*** Begin section ***

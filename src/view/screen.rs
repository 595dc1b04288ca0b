use std::io::{self, Write};

use snafu::prelude::*;

/// Moves the cursor home and clears the terminal.
const CLEAR: &str = "\x1b[H\x1b[2J";

/// Terminal surface the frames are drawn on.
pub struct Screen<W: Write = io::Stdout> {
    out: W,
    last_frame: Option<String>,
}

impl Screen {
    pub fn stdout() -> Self {
        Self::new(io::stdout())
    }
}

impl<W: Write> Screen<W> {
    pub fn new(out: W) -> Self {
        Self {
            out,
            last_frame: None,
        }
    }

    /// Replaces the screen contents with `frame` unless it is already shown.
    pub fn draw(&mut self, frame: String) -> Result<(), ScreenError> {
        if self.last_frame.as_ref() == Some(&frame) {
            return Ok(());
        }
        writeln!(self.out, "{CLEAR}{frame}").context(WriteSnafu)?;
        self.out.flush().context(WriteSnafu)?;
        self.last_frame = Some(frame);
        Ok(())
    }

    pub fn into_inner(self) -> W {
        self.out
    }
}

#[derive(Debug, Snafu)]
pub enum ScreenError {
    #[snafu(display("Failed to write to the terminal"))]
    WriteError { source: io::Error },
}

*** End section ***

■ Problem requirements: From the listing above, pick out every line containing "String".

■ Result below:
    last_frame: Option<String>,
    pub fn draw(&mut self, frame: String) -> Result<(), ScreenError> {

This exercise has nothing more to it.